Start of Source data

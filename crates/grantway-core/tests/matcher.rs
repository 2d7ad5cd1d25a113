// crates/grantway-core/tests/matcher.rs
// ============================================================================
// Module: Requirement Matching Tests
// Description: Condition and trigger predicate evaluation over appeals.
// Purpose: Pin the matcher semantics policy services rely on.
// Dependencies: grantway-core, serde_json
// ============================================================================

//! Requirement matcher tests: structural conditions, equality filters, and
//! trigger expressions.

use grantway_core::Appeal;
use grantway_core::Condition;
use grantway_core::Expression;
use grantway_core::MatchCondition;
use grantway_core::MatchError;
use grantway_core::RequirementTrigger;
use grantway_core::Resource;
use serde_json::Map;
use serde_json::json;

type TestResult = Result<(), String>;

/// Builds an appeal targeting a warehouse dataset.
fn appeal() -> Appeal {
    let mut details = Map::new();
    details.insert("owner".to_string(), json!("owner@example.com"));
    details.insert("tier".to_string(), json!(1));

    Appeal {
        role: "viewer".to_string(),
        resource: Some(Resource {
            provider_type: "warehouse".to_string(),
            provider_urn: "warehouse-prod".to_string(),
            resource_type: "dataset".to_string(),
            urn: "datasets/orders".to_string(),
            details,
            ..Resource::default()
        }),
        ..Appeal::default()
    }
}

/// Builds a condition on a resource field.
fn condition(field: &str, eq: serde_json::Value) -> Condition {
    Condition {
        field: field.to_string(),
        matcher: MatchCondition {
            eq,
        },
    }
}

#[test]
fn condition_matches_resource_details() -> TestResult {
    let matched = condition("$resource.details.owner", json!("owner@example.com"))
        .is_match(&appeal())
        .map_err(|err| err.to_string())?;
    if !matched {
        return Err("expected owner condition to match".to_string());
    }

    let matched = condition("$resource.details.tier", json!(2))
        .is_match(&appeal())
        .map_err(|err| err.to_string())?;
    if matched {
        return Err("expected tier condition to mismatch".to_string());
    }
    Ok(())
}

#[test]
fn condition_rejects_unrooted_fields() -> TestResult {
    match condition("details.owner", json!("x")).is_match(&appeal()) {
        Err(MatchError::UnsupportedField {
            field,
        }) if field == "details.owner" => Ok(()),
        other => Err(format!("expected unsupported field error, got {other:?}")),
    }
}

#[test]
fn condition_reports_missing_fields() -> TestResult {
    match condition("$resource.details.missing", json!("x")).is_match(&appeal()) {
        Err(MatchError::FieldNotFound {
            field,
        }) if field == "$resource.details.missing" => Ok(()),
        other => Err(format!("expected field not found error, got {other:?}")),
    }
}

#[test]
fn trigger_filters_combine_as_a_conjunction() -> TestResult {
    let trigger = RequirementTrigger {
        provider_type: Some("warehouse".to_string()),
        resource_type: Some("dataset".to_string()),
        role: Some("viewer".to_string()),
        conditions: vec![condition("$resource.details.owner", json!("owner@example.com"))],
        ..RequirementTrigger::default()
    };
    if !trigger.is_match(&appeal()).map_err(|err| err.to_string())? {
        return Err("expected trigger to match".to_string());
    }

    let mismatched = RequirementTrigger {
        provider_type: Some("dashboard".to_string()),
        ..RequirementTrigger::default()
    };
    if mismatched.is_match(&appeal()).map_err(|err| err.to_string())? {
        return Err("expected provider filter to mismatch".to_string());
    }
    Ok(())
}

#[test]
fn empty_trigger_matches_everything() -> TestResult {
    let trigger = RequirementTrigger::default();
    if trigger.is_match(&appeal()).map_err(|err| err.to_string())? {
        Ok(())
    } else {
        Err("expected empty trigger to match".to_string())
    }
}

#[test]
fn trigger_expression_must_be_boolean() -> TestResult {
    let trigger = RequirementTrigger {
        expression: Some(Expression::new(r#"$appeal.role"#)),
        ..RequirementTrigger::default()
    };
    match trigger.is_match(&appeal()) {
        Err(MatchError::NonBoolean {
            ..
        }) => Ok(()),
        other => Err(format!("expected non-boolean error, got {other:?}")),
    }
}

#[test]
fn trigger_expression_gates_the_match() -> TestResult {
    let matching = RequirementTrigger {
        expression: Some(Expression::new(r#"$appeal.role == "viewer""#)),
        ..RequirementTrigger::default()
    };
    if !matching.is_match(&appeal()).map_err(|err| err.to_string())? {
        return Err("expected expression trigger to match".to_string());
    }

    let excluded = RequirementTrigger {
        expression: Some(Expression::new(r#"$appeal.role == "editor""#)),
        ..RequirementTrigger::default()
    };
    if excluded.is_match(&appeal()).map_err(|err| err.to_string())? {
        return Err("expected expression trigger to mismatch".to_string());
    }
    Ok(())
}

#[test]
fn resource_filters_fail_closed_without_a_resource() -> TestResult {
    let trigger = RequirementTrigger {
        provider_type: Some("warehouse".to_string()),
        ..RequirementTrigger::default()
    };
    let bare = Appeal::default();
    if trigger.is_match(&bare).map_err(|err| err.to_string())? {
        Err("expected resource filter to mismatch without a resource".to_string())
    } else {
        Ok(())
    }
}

End of Source data
Start of Source data

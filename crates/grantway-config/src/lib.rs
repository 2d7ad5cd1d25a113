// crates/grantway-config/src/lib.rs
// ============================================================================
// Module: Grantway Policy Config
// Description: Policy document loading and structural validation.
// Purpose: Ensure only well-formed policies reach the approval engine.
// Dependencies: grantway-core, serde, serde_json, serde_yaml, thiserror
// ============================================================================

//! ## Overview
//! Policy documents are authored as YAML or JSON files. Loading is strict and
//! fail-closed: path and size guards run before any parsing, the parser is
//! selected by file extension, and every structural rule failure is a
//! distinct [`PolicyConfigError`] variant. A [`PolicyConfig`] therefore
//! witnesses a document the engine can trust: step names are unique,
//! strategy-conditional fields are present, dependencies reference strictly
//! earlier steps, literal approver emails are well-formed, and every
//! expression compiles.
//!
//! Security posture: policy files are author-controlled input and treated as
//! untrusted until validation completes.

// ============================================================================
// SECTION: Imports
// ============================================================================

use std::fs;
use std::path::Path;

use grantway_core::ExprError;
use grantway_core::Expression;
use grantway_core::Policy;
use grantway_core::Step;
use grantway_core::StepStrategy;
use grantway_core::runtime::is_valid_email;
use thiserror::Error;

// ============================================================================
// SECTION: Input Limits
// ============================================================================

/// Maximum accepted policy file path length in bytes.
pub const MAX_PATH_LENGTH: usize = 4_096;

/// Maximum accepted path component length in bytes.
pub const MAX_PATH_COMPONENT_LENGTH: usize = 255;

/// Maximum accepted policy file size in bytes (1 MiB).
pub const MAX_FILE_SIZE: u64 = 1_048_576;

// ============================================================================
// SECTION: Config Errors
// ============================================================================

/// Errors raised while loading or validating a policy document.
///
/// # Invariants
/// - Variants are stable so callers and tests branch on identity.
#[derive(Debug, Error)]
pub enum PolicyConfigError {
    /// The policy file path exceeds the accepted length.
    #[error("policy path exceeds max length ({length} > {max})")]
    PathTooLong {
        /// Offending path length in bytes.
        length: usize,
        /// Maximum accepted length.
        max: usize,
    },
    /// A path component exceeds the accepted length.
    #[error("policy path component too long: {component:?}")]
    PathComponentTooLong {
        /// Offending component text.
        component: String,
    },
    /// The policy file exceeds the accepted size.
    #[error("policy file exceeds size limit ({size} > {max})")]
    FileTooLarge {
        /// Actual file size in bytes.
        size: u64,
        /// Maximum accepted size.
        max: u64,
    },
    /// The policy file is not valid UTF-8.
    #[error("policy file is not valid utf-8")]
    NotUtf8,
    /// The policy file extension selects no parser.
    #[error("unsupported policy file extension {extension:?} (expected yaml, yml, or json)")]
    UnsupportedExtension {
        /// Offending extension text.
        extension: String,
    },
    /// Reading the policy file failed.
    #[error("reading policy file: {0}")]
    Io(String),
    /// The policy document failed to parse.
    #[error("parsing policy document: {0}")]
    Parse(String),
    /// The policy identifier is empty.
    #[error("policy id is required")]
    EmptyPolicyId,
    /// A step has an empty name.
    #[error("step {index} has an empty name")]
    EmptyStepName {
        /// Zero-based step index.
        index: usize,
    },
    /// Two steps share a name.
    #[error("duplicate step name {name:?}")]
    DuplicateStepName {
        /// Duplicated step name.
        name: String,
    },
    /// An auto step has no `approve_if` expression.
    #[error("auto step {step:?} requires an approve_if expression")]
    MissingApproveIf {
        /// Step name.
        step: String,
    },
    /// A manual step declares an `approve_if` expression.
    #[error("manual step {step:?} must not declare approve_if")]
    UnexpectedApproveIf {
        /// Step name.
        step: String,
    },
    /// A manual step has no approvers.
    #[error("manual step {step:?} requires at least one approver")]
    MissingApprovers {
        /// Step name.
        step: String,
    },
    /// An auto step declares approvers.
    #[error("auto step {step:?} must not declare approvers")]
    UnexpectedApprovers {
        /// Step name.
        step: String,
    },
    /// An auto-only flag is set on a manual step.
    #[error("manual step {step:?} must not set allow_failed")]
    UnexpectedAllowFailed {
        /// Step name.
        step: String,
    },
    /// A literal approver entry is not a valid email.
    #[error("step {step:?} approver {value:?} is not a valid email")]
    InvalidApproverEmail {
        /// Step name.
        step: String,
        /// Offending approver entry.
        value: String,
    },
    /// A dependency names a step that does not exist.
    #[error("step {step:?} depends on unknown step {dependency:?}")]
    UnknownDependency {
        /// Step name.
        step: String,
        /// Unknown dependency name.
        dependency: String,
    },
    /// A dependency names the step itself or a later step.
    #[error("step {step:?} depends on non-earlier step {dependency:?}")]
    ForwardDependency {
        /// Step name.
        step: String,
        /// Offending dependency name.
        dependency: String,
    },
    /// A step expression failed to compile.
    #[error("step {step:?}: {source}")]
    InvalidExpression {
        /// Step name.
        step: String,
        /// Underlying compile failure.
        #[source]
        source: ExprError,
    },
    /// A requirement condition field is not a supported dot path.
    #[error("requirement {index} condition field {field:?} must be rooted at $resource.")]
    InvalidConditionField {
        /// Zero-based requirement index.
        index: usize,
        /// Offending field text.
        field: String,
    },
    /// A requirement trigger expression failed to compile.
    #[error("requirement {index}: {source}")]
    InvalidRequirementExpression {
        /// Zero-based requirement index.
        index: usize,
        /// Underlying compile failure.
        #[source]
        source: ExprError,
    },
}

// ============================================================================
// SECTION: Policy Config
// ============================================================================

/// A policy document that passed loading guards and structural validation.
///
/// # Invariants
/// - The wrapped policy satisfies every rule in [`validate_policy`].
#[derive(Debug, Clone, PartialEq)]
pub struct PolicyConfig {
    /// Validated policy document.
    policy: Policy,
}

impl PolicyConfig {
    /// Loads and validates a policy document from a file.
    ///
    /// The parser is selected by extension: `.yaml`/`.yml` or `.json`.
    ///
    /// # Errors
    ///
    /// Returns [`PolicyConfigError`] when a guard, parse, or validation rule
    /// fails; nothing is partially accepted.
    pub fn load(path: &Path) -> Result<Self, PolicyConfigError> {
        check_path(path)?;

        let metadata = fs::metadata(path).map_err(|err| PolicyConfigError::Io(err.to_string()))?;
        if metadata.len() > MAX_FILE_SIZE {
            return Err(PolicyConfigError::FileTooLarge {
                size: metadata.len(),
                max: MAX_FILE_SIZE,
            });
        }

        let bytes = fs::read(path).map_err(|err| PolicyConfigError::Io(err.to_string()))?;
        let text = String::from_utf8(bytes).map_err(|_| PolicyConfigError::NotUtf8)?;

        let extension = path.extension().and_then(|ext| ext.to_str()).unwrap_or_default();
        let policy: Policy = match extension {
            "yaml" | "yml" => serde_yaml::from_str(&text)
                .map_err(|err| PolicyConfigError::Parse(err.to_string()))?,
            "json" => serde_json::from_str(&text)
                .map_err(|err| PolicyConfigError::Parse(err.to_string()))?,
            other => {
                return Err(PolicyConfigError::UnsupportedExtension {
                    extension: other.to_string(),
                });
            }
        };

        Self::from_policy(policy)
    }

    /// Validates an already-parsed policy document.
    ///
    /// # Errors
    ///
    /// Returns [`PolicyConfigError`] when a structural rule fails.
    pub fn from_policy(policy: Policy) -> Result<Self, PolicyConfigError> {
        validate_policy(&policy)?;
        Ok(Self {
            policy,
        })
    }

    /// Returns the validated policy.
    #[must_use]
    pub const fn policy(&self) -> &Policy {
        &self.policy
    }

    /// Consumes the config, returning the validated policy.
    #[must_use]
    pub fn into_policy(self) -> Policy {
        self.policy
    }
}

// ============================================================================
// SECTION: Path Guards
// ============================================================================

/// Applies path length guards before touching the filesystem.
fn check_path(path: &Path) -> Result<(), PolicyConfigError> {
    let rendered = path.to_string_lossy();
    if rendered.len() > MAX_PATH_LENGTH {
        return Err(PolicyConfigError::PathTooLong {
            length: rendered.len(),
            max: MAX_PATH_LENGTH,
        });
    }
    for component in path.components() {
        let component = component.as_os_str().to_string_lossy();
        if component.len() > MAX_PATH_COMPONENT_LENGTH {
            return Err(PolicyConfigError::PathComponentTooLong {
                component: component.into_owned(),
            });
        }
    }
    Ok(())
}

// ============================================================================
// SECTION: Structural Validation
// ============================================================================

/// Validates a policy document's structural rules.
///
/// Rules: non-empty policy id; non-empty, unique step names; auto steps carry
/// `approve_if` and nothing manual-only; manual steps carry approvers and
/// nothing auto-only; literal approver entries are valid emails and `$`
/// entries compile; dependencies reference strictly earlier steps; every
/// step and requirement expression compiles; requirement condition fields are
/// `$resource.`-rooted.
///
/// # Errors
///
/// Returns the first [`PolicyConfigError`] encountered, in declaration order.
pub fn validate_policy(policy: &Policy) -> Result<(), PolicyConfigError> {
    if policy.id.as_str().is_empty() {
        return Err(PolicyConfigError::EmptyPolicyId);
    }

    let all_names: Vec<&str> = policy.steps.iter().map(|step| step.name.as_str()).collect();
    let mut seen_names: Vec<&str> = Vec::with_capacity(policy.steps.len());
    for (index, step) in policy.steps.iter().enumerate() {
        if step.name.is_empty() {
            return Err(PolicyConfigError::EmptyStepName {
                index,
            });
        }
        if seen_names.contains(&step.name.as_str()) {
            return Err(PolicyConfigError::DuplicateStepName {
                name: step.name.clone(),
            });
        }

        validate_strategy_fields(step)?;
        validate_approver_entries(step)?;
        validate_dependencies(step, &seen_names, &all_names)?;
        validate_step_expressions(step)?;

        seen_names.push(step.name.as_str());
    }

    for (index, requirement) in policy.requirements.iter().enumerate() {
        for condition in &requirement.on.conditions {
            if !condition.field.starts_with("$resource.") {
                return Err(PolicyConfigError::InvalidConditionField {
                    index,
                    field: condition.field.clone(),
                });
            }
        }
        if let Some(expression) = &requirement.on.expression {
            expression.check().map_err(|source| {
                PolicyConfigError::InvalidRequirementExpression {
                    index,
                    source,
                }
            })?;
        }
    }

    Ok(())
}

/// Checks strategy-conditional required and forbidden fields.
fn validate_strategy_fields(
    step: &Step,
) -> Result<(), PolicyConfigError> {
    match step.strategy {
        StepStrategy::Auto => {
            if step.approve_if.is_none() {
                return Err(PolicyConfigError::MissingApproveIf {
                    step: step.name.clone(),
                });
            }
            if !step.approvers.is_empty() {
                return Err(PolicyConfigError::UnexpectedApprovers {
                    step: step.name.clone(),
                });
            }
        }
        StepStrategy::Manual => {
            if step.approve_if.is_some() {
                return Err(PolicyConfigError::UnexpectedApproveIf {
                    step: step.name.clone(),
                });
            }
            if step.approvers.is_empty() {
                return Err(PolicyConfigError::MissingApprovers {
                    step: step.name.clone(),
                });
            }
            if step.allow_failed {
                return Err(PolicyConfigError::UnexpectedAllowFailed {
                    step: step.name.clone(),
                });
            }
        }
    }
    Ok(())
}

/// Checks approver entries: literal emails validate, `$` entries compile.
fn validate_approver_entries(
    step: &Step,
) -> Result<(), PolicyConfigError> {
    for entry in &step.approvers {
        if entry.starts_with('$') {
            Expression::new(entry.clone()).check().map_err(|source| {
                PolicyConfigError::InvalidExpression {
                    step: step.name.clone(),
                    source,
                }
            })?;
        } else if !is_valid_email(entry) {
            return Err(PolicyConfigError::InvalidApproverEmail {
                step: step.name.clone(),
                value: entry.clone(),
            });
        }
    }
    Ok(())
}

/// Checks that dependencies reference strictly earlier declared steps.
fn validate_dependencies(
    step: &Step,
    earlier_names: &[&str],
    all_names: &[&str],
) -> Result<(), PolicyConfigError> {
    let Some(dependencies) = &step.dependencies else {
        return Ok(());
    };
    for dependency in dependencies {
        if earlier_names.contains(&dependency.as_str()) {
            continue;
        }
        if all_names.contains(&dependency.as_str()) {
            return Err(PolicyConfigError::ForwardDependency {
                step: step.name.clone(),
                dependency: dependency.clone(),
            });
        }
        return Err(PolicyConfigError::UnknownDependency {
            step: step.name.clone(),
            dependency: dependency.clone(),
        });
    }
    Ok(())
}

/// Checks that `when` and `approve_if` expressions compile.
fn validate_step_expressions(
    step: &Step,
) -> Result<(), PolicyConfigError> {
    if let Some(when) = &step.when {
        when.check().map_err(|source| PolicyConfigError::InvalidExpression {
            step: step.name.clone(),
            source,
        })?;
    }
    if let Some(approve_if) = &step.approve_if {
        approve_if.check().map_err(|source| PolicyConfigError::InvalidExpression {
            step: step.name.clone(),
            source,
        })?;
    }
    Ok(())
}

End of Source data

Could you work out how many lines above contain the string "Description"? Answer with the number only.

Written reply>
2